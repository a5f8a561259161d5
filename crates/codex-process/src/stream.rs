//! Running a shell command while streaming its output line by line.

use anyhow::Result;
use codex_core::AppError;
use std::process::Stdio;
use tokio::io::{AsyncBufRead, AsyncBufReadExt, BufReader};
use tokio::process::Command;
use tracing::{debug, warn};

const PERMISSION_DENIED_MARKER: &str = "Permission denied";
/// Output without a newline is emitted in chunks of at most this many bytes.
const MAX_LINE_BYTES: usize = 4096;

/// Shell used to interpret a generated command string.
#[derive(Debug, Clone, PartialEq, Eq)]
pub struct ShellSpec {
    pub program: String,
    pub args: Vec<String>,
}

impl ShellSpec {
    pub fn new(program: impl Into<String>, args: &[&str]) -> Self {
        Self {
            program: program.into(),
            args: args.iter().map(|a| a.to_string()).collect(),
        }
    }

    /// `sh -c` on Unix, `cmd /C` on Windows.
    pub fn system() -> Self {
        if cfg!(windows) {
            Self::new("cmd", &["/C"])
        } else {
            Self::new("sh", &["-c"])
        }
    }

    fn command(&self, command: &str) -> Command {
        let mut cmd = Command::new(&self.program);
        cmd.args(&self.args).arg(command);
        cmd
    }
}

impl Default for ShellSpec {
    fn default() -> Self {
        Self::system()
    }
}

/// One line of child output, without its line terminator.
#[derive(Debug, Clone, PartialEq, Eq)]
pub enum StreamLine {
    Stdout(String),
    Stderr(String),
}

#[derive(Debug, Clone, Copy, PartialEq, Eq)]
pub struct StreamReport {
    /// Exit code (1 if signal-killed).
    pub exit_code: i32,
    /// Some stderr line contained "Permission denied".
    pub permission_denied: bool,
}

/// Run `command` through `shell`, handing each output line to `on_line` as it
/// arrives.
///
/// Lines longer than 4096 bytes are split so unterminated output still shows
/// up promptly and memory stays bounded.
///
/// The child inherits the working directory and environment. Both pipes are
/// read to EOF before the exit status is collected, so output written just
/// before exit is never lost. Spawn and read failures surface as
/// [`AppError::SpawnOrStream`].
pub async fn stream_command<F>(
    shell: &ShellSpec,
    command: &str,
    mut on_line: F,
) -> Result<StreamReport>
where
    F: FnMut(StreamLine),
{
    let mut cmd = shell.command(command);
    cmd.stdin(Stdio::inherit());
    cmd.stdout(Stdio::piped());
    cmd.stderr(Stdio::piped());
    cmd.kill_on_drop(true);

    debug!(program = %shell.program, command, "spawning command");
    let mut child = cmd.spawn().map_err(stream_error)?;

    let (Some(stdout), Some(stderr)) = (child.stdout.take(), child.stderr.take()) else {
        return Err(AppError::SpawnOrStream("failed to capture child output".into()).into());
    };
    let mut stdout_reader = BufReader::new(stdout);
    let mut stderr_reader = BufReader::new(stderr);
    let mut stdout_buf = Vec::new();
    let mut stderr_buf = Vec::new();
    let mut stdout_done = false;
    let mut stderr_done = false;
    let mut permission_denied = false;

    while !stdout_done || !stderr_done {
        tokio::select! {
            result = read_line_capped(&mut stdout_reader, &mut stdout_buf), if !stdout_done => {
                let more = result.map_err(stream_error)?;
                if !stdout_buf.is_empty() {
                    on_line(StreamLine::Stdout(take_line(&mut stdout_buf)));
                }
                stdout_done = !more;
            }
            result = read_line_capped(&mut stderr_reader, &mut stderr_buf), if !stderr_done => {
                let more = result.map_err(stream_error)?;
                if !stderr_buf.is_empty() {
                    let line = take_line(&mut stderr_buf);
                    if line.contains(PERMISSION_DENIED_MARKER) {
                        permission_denied = true;
                    }
                    on_line(StreamLine::Stderr(line));
                }
                stderr_done = !more;
            }
        }
    }

    let status = child.wait().await.map_err(stream_error)?;
    let exit_code = status.code().unwrap_or_else(|| {
        warn!("Process terminated by signal, using exit code 1");
        1
    });
    debug!(exit_code, permission_denied, "command finished");

    Ok(StreamReport {
        exit_code,
        permission_denied,
    })
}

/// Append bytes to `buf` up to and including the next newline, stopping early
/// once `buf` holds [`MAX_LINE_BYTES`].
///
/// Returns `false` at EOF; `buf` may still hold an unterminated tail. Bytes
/// are consumed from the reader only after they are copied into `buf`, so a
/// call dropped by `select!` loses nothing.
async fn read_line_capped<R>(reader: &mut R, buf: &mut Vec<u8>) -> std::io::Result<bool>
where
    R: AsyncBufRead + Unpin,
{
    loop {
        let available = reader.fill_buf().await?;
        if available.is_empty() {
            return Ok(false);
        }
        let room = MAX_LINE_BYTES.saturating_sub(buf.len());
        let window = &available[..available.len().min(room)];
        let (used, complete) = match window.iter().position(|&b| b == b'\n') {
            Some(i) => (i + 1, true),
            None => (window.len(), buf.len() + window.len() >= MAX_LINE_BYTES),
        };
        buf.extend_from_slice(&window[..used]);
        reader.consume(used);
        if complete {
            return Ok(true);
        }
    }
}

fn stream_error(err: std::io::Error) -> anyhow::Error {
    AppError::SpawnOrStream(err.to_string()).into()
}

/// Decode and clear `buf`, dropping the trailing newline (and CR, if any).
fn take_line(buf: &mut Vec<u8>) -> String {
    let line = {
        let text = String::from_utf8_lossy(buf);
        let trimmed = text.strip_suffix('\n').unwrap_or(&text);
        trimmed.strip_suffix('\r').unwrap_or(trimmed).to_string()
    };
    buf.clear();
    line
}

········

▶ [PROBLEM DESCRIPTION]: All lines in the listing above with the string "Some" should be returned.

▶ [RESULT FOR THIS TASK]:
    /// Some stderr line contained "Permission denied".
    let (Some(stdout), Some(stderr)) = (child.stdout.take(), child.stderr.take()) else {
            Some(i) => (i + 1, true),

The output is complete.